One thing that CPU vendors like Intel or AMD do is scan-based testing. This is a design for testability (DFT) approach where an IC’s flip-flops are modified in order to treat a complex sequential circuit like a combinational circuit, by directly accepting test stimuli as input and directly observing combinational logic outputs. Scan chain testing has some obvious benefits: it is systematic, backed by automated test pattern generation (ATPG), and supports (scalably) reasoning about coverage metrics—e.g., stuck-at, stuck-open, transition, path delay, N-detect, bridging, cell-aware, gate-exhaustive.
Beyond scan testing, hardware vendors also develop (often proprietary) system-level/functional tests. Unfortunately though, attaining high coverage for system-level tests is computationally difficult due to large designs and test lengths. Note that, in theory, system-level tests can be evaluated with respect to the same coverage metrics as scan chain tests, since they ultimately drive a design’s combinational logic with various input combinations. However, computing this coverage is also difficult. Example of a past attempt: Intel’s Blast fault simulator is a stuck-at fault simulator which supports reasoning about stuck-at fault coverage of system-level tests.

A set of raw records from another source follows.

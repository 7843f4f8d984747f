//! Utilitaires de manipulation de texte Unicode-safe.

use ratatui::text::Span;

/// Tronque une chaîne à `max_len` caractères, avec "…" si elle est coupée.
pub fn truncate(s: &str, max_len: usize) -> String {
    if s.chars().count() <= max_len {
        return s.to_string();
    }
    if max_len <= 1 {
        return s.chars().take(max_len).collect();
    }
    let truncated: String = s.chars().take(max_len - 1).collect();
    format!("{}…", truncated)
}

/// Largeur affichée en colonnes de terminal (caractères larges comptés double).
pub fn display_width(s: &str) -> u16 {
    u16::try_from(Span::raw(s).width()).unwrap_or(u16::MAX)
}
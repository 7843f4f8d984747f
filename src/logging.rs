//! Journalisation dans un fichier, jamais sur le terminal occupé par l'interface.

use std::path::PathBuf;

use tracing_appender::non_blocking::WorkerGuard;
use tracing_subscriber::EnvFilter;

/// Variable d'environnement qui remplace le niveau passé en ligne de commande.
pub const LOG_ENV: &str = "GIT_BP_LOG";

const LOG_FILE_PREFIX: &str = "git_bp.log";

/// Répertoire des logs : `<data local>/git_bp`, ou le répertoire temporaire.
pub fn log_dir() -> PathBuf {
    dirs::data_local_dir()
        .unwrap_or_else(std::env::temp_dir)
        .join("git_bp")
}

/// Construit le filtre : `GIT_BP_LOG` s'il est défini, sinon `git_bp=<level>`.
pub fn build_filter(level: &str) -> EnvFilter {
    EnvFilter::try_from_env(LOG_ENV).unwrap_or_else(|_| EnvFilter::new(format!("git_bp={}", level)))
}

/// Installe le subscriber global avec un fichier roulé chaque jour.
///
/// Le guard retourné doit vivre jusqu'à la fin du programme pour vider le buffer.
pub fn init(level: &str) -> std::io::Result<WorkerGuard> {
    let dir = log_dir();
    std::fs::create_dir_all(&dir)?;

    let file_appender = tracing_appender::rolling::daily(&dir, LOG_FILE_PREFIX);
    let (non_blocking, guard) = tracing_appender::non_blocking(file_appender);
    tracing_subscriber::fmt()
        .with_writer(non_blocking)
        .with_ansi(false)
        .with_env_filter(build_filter(level))
        .init();

    Ok(guard)
}
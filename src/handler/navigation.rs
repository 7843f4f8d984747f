//! Handler pour la navigation dans la liste.

use super::traits::{ActionHandler, HandlerContext};
use crate::error::Result;
use crate::state::action::NavigationAction;
use crate::state::AppState;

/// Handler pour les déplacements de la sélection.
pub struct NavigationHandler;

impl ActionHandler for NavigationHandler {
    type Action = NavigationAction;

    /// La sélection est figée pendant la saisie et la confirmation.
    fn can_handle(&self, state: &AppState, _action: &NavigationAction) -> bool {
        state.mode.is_browsing()
    }

    fn handle(&mut self, ctx: &mut HandlerContext, action: NavigationAction) -> Result<()> {
        if !self.can_handle(ctx.state, &action) {
            return Ok(());
        }

        let list = &mut ctx.state.list;
        match action {
            NavigationAction::MoveUp => list.select_previous(),
            NavigationAction::MoveDown => list.select_next(),
            NavigationAction::PageUp => list.page_up(),
            NavigationAction::PageDown => list.page_down(),
            NavigationAction::GoTop => list.select_first(),
            NavigationAction::GoBottom => list.select_last(),
        }
        Ok(())
    }
}
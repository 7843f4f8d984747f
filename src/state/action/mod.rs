//! Actions de l'application organisées par domaine.

mod branch;
mod edit;
mod filter;
mod navigation;

pub use branch::BranchAction;
pub use edit::EditAction;
pub use filter::FilterAction;
pub use navigation::NavigationAction;

use crate::task::TaskResult;

/// Action principale de l'application.
///
/// Produite par le mapping des touches (`ui::input`) ou par la fin d'une tâche
/// backend, puis routée par le dispatcher vers le handler du domaine.
#[derive(Debug, Clone, PartialEq)]
pub enum AppAction {
    /// Quitter l'application
    Quit,

    /// Navigation dans la liste
    Navigation(NavigationAction),

    /// Filtre de la liste
    Filter(FilterAction),

    /// Édition du nom de la nouvelle branche
    Edit(EditAction),

    /// Opérations sur les branches
    Branch(BranchAction),

    /// Le terminal a été redimensionné (largeur, hauteur)
    Resize(u16, u16),

    /// Une tâche backend s'est terminée
    TaskCompleted(TaskResult),
}
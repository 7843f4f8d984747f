use git2::{BranchType, ErrorCode, Oid, Repository};

use crate::error::{GitBpError, Result};

/// Informations sur une branche locale.
#[derive(Debug, Clone, PartialEq, Eq)]
pub struct BranchInfo {
    pub name: String,
    pub is_head: bool,
    /// Upstream configuré en forme courte (ex: "origin/main").
    pub upstream: Option<String>,
    /// Date du commit pointé par la branche (secondes depuis l'epoch).
    pub last_commit: i64,
}

impl BranchInfo {
    /// Construit une branche sans upstream, pratique pour les tests et les mocks.
    pub fn local(name: &str, is_head: bool) -> Self {
        Self {
            name: name.to_string(),
            is_head,
            upstream: None,
            last_commit: 0,
        }
    }
}

/// Liste les branches locales, les plus récemment modifiées en premier.
pub fn list_branches(repo: &Repository) -> Result<Vec<BranchInfo>> {
    let mut branches = Vec::new();

    for branch_result in repo.branches(Some(BranchType::Local))? {
        let (branch, _branch_type) = branch_result?;
        let Some(name) = branch.name()?.map(String::from) else {
            // Nom non UTF-8 : impossible à afficher ni à passer au backend.
            continue;
        };

        let upstream = branch
            .upstream()
            .ok()
            .and_then(|u| u.name().ok().flatten().map(String::from));

        let last_commit = branch
            .get()
            .peel_to_commit()
            .map(|c| c.time().seconds())
            .unwrap_or(0);

        branches.push(BranchInfo {
            is_head: branch.is_head(),
            name,
            upstream,
            last_commit,
        });
    }

    branches.sort_by(|a, b| {
        b.last_commit
            .cmp(&a.last_commit)
            .then_with(|| a.name.cmp(&b.name))
    });

    Ok(branches)
}

/// Crée une nouvelle branche à partir de HEAD.
pub fn create_branch(repo: &Repository, name: &str) -> Result<()> {
    require_name(name)?;
    let head = repo.head()?;
    let commit = head.peel_to_commit()?;
    repo.branch(name, &commit, false)?;
    Ok(())
}

/// Checkout une branche existante.
///
/// Le checkout est "safe" : il échoue si des modifications locales seraient écrasées.
pub fn checkout_branch(repo: &Repository, name: &str) -> Result<()> {
    require_name(name)?;
    let branch = find_local(repo, name)?;
    let refname = branch
        .get()
        .name()
        .ok_or_else(|| GitBpError::Other(format!("Référence invalide pour '{}'", name)))?
        .to_string();

    let obj = branch.get().peel(git2::ObjectType::Commit)?;
    repo.checkout_tree(&obj, None)?;
    repo.set_head(&refname)?;
    Ok(())
}

/// Supprime une branche locale.
///
/// Sans `force`, la suppression est refusée si la branche contient des commits
/// absents de sa référence de fusion (upstream, sinon HEAD).
pub fn delete_branch(repo: &Repository, name: &str, force: bool) -> Result<()> {
    require_name(name)?;
    let mut branch = find_local(repo, name)?;

    if !force {
        let tip = branch.get().peel_to_commit()?.id();
        let merge_base = merge_reference(repo, &branch)?;
        if !is_merged(repo, tip, merge_base)? {
            return Err(GitBpError::NotFullyMerged {
                name: name.to_string(),
            });
        }
    }

    branch.delete()?;
    Ok(())
}

/// Indique si `tip` est contenu dans l'historique de `target`.
pub fn is_merged(repo: &Repository, tip: Oid, target: Option<Oid>) -> Result<bool> {
    match target {
        Some(target) if target == tip => Ok(true),
        Some(target) => Ok(repo.graph_descendant_of(target, tip)?),
        // HEAD sans commit : rien ne peut être fusionné.
        None => Ok(false),
    }
}

/// Commit contre lequel vérifier la fusion : l'upstream s'il existe, sinon HEAD.
fn merge_reference(repo: &Repository, branch: &git2::Branch<'_>) -> Result<Option<Oid>> {
    if let Ok(upstream) = branch.upstream() {
        return Ok(Some(upstream.get().peel_to_commit()?.id()));
    }
    match repo.head() {
        Ok(head) => Ok(Some(head.peel_to_commit()?.id())),
        Err(e) if e.code() == ErrorCode::UnbornBranch => Ok(None),
        Err(e) => Err(e.into()),
    }
}

fn find_local<'r>(repo: &'r Repository, name: &str) -> Result<git2::Branch<'r>> {
    repo.find_branch(name, BranchType::Local).map_err(|e| {
        if e.code() == ErrorCode::NotFound {
            GitBpError::BranchNotFound {
                name: name.to_string(),
            }
        } else {
            e.into()
        }
    })
}

fn require_name(name: &str) -> Result<()> {
    if name.trim().is_empty() {
        return Err(GitBpError::EmptyBranchName);
    }
    Ok(())
}
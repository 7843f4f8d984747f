//! Handler pour les résultats des tâches backend.
//!
//! Un résultat peut arriver après que l'utilisateur a changé de mode. Les
//! chargements périmés sont ignorés ; une opération modifiante dont le mode
//! d'origine n'est plus actif est réconciliée : succès → rechargement,
//! échec → simplement journalisé.

use super::traits::{ActionHandler, HandlerContext};
use crate::error::{is_unmerged_error, Result};
use crate::git::BranchInfo;
use crate::state::{Annotation, AppState, ExitReason, Mode};
use crate::task::{CreateFailure, CreateStage, TaskOutcome, TaskRequest, TaskResult, Ticket};

/// Handler pour les fins de tâches.
pub struct CompletionHandler;

impl ActionHandler for CompletionHandler {
    type Action = TaskResult;

    fn handle(&mut self, ctx: &mut HandlerContext, result: TaskResult) -> Result<()> {
        let TaskResult {
            ticket,
            request,
            outcome,
        } = result;

        match (request, outcome) {
            (TaskRequest::LoadBranches, TaskOutcome::Loaded(result)) => {
                on_loaded(ctx.state, ticket, result)
            }
            (TaskRequest::CreateAndCheckout { name }, TaskOutcome::Created(result)) => {
                ctx.state.finish_in_flight(ticket);
                on_created(ctx.state, name, result)
            }
            (TaskRequest::Checkout { name }, TaskOutcome::CheckedOut(result)) => {
                ctx.state.finish_in_flight(ticket);
                on_checked_out(ctx.state, name, result)
            }
            (TaskRequest::Delete { name, force }, TaskOutcome::Deleted(result)) => {
                ctx.state.finish_in_flight(ticket);
                on_deleted(ctx.state, name, force, result)
            }
            (request, outcome) => {
                tracing::warn!(?request, ?outcome, "résultat sans rapport avec la requête");
                ctx.state.finish_in_flight(ticket);
            }
        }
        Ok(())
    }
}

fn on_loaded(state: &mut AppState, ticket: Ticket, result: std::result::Result<Vec<BranchInfo>, String>) {
    if !state.is_latest_load(ticket) {
        tracing::debug!(ticket = ticket.0, "chargement périmé ignoré");
        return;
    }

    let branches = match result {
        Ok(branches) => branches,
        Err(e) => {
            state.set_flash_message(format!("Erreur : {}", e));
            return;
        }
    };

    state.apply_branches(branches);
    tracing::debug!(
        branches = state.list.branch_count(),
        current = ?state.current_branch,
        "liste reconstruite"
    );

    match state.mode.clone() {
        Mode::Browsing => {}
        Mode::Editing { .. } => state.list.select_first(),
        Mode::ConfirmingDelete {
            target,
            force_requested,
        } => {
            // La liste est neuve : retrouver la cible et remettre l'invite.
            match state.list.find_branch(&target) {
                Some(index) if state.list.select_entry(index) => {
                    let prompt = if force_requested {
                        Annotation::ConfirmForce
                    } else {
                        Annotation::ConfirmDelete
                    };
                    state.set_annotation(&target, prompt);
                }
                _ => {
                    tracing::debug!(%target, "cible de suppression disparue");
                    state.mode = Mode::Browsing;
                }
            }
        }
    }
}

fn on_created(state: &mut AppState, name: String, result: std::result::Result<(), CreateFailure>) {
    let still_editing = state.mode.is_editing();

    match result {
        Ok(()) if still_editing => {
            state.quit(ExitReason::SwitchedTo(name));
        }
        Ok(()) => {
            // Saisie abandonnée entre-temps : la branche existe et HEAD a bougé.
            state.set_flash_message(format!("Branche '{}' créée et check-out ✓", name));
            state.request_reload();
        }
        Err(failure) if !still_editing => {
            tracing::debug!(%name, message = %failure.message, "échec de création périmé");
            if failure.stage == CreateStage::Checkout {
                // La branche a tout de même été créée.
                state.set_flash_message(format!(
                    "Branche '{}' créée, checkout impossible : {}",
                    name, failure.message
                ));
                state.request_reload();
            }
        }
        Err(CreateFailure {
            stage: CreateStage::Create,
            message,
        }) => {
            // Saisie conservée pour corriger le nom.
            state.set_flash_message(format!("Erreur : {}", message));
        }
        Err(CreateFailure {
            stage: CreateStage::Checkout,
            message,
        }) => {
            // Pas de rollback : la branche existe mais n'est pas check-out.
            state.mode = Mode::Browsing;
            state.list.select_first();
            state.set_flash_message(format!(
                "Branche '{}' créée, checkout impossible : {}",
                name, message
            ));
            state.request_reload();
        }
    }
}

fn on_checked_out(state: &mut AppState, name: String, result: std::result::Result<(), String>) {
    match result {
        Ok(()) => state.quit(ExitReason::SwitchedTo(name)),
        Err(e) => state.set_flash_message(format!("Erreur checkout : {}", e)),
    }
}

fn on_deleted(state: &mut AppState, name: String, force: bool, result: std::result::Result<(), String>) {
    let applies = matches!(
        &state.mode,
        Mode::ConfirmingDelete { target, force_requested }
            if *target == name && *force_requested == force
    );

    if !applies {
        match result {
            Ok(()) => {
                state.set_flash_message(format!("Branche '{}' supprimée", name));
                state.request_reload();
            }
            Err(e) => tracing::debug!(%name, "échec de suppression périmé : {e}"),
        }
        return;
    }

    match result {
        Ok(()) => {
            state.mode = Mode::Browsing;
            state.set_flash_message(format!("Branche '{}' supprimée", name));
            state.request_reload();
        }
        Err(e) if force => {
            state.abort_delete();
            state.set_flash_message(format!("Échec de la suppression forcée : {}", e));
        }
        Err(e) if is_unmerged_error(&e) => {
            // Escalade : rien n'a été modifié, on propose la suppression forcée.
            state.mode = Mode::ConfirmingDelete {
                target: name.clone(),
                force_requested: true,
            };
            state.set_annotation(&name, Annotation::ConfirmForce);
        }
        Err(e) => {
            state.abort_delete();
            state.set_flash_message(format!("Échec de la suppression : {}", e));
        }
    }
}
//! Dispatcher principal pour router les actions vers les handlers appropriés.

use crate::error::Result;
use crate::state::{AppAction, AppState, ExitReason};

use super::branch::BranchHandler;
use super::completion::CompletionHandler;
use super::edit::EditHandler;
use super::filter::FilterHandler;
use super::navigation::NavigationHandler;
use super::traits::{ActionHandler, HandlerContext};

/// Dispatcher qui route les actions vers les handlers appropriés.
pub struct ActionDispatcher {
    navigation: NavigationHandler,
    filter: FilterHandler,
    edit: EditHandler,
    branch: BranchHandler,
    completion: CompletionHandler,
}

impl Default for ActionDispatcher {
    fn default() -> Self {
        Self::new()
    }
}

impl ActionDispatcher {
    /// Crée un nouveau dispatcher avec tous les handlers initialisés.
    pub fn new() -> Self {
        Self {
            navigation: NavigationHandler,
            filter: FilterHandler,
            edit: EditHandler,
            branch: BranchHandler,
            completion: CompletionHandler,
        }
    }

    /// Dispatche une action vers le handler approprié.
    pub fn dispatch(&mut self, state: &mut AppState, action: AppAction) -> Result<()> {
        let mut ctx = HandlerContext { state };

        match action {
            AppAction::Navigation(nav) => self.navigation.handle(&mut ctx, nav),
            AppAction::Filter(filter) => self.filter.handle(&mut ctx, filter),
            AppAction::Edit(edit) => self.edit.handle(&mut ctx, edit),
            AppAction::Branch(branch) => self.branch.handle(&mut ctx, branch),
            AppAction::TaskCompleted(result) => self.completion.handle(&mut ctx, result),

            AppAction::Quit => {
                ctx.state.quit(ExitReason::Quit);
                Ok(())
            }

            AppAction::Resize(width, height) => {
                ctx.state.resize(width, height);
                Ok(())
            }
        }
    }
}
//! Mode d'interaction de la machine à états.

use super::input::TextInput;

/// Mode actif ; exactement un à la fois.
///
/// Le filtrage n'est pas un mode : il est porté par la liste et ne se superpose
/// qu'à `Browsing`.
#[derive(Debug, Clone, PartialEq, Eq, Default)]
pub enum Mode {
    /// Navigation dans la liste.
    #[default]
    Browsing,
    /// Saisie du nom d'une nouvelle branche sur l'entrée de création.
    Editing { input: TextInput },
    /// Confirmation de suppression de `target`.
    ConfirmingDelete {
        target: String,
        /// Vrai après un échec "non fusionnée" de la suppression simple.
        force_requested: bool,
    },
}

impl Mode {
    pub fn is_browsing(&self) -> bool {
        matches!(self, Self::Browsing)
    }

    pub fn is_editing(&self) -> bool {
        matches!(self, Self::Editing { .. })
    }

    /// Champ de saisie si le mode est `Editing`.
    pub fn input(&self) -> Option<&TextInput> {
        match self {
            Self::Editing { input } => Some(input),
            _ => None,
        }
    }

    pub fn input_mut(&mut self) -> Option<&mut TextInput> {
        match self {
            Self::Editing { input } => Some(input),
            _ => None,
        }
    }

    /// Branche ciblée par la confirmation de suppression en cours.
    pub fn delete_target(&self) -> Option<&str> {
        match self {
            Self::ConfirmingDelete { target, .. } => Some(target),
            _ => None,
        }
    }

    /// Nom court pour les logs.
    pub fn name(&self) -> &'static str {
        match self {
            Self::Browsing => "browsing",
            Self::Editing { .. } => "editing",
            Self::ConfirmingDelete {
                force_requested: false,
                ..
            } => "confirming-delete",
            Self::ConfirmingDelete {
                force_requested: true,
                ..
            } => "confirming-force-delete",
        }
    }
}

Improving post-manufacture testing
So, how can we improve post-manufacture testing? One thing we can do is improve scan chain testing. This includes improving test pattern generation to produce more thorough tests (e.g., using new test thoroughness metrics, as in PEPR, Li et al., IEEE Intl. Test Conf., Sept. 2022) but also enabling continuous scan chain testing post-deployment. Notably, post-manufacture testing is highly limited in duration (on the order of seconds or maybe minutes) due to manufacturing floor cost constraints. Moreover, extremely thorough test patterns will likely require much longer manufacturing test time. Concurrent Autonomous chip self-test using Stored test Patterns (CASP) addresses this shortcoming by enabling a system to test itself concurrently during normal operation without any visible downtime to the end-user.
Another thing we can do is improve system-level tests, which are likely more convenient to schedule in a datacenter setting. As one option, if we derive system-level tests from datacenter applications, the tests themselves can do useful work, making them less intrusive. And as another option, if we derive functional tests from RTL-level or other hardware models, we can more thoroughly and scalably address coverage. Google’s SiliFuzz approach, which uses fuzzing coverage on hardware emulators and disassemblers as proxy for coverage on real hardware, exemplifies the latter idea. The intuition behind this approach is that if a particular input sequence triggers interesting behavior (new coverage) in the proxy system, then the same input may also trigger interesting behavior in a real CPU. Moreover, advances in formal verification of processors and accelerators appear to make system-level test generation based on RTL-level fault models feasible.
Ultimately, tackling SDC at scale requires a layered approach based on improved scan chain and system–level testing working together. Moreover, the complexity of the SDC challenge is likely so great that creating tests to detect all possible manufacturing defects will be impossible. Thus, there is also a need for novel research on resilience and fault tolerance techniques that accounts for observed SDC errors in production hardware.
This blogpost focuses on challenges to designing system-level tests and some plausible solutions. In general, industry is not yet sure what state-of-the-art system-level tests are missing.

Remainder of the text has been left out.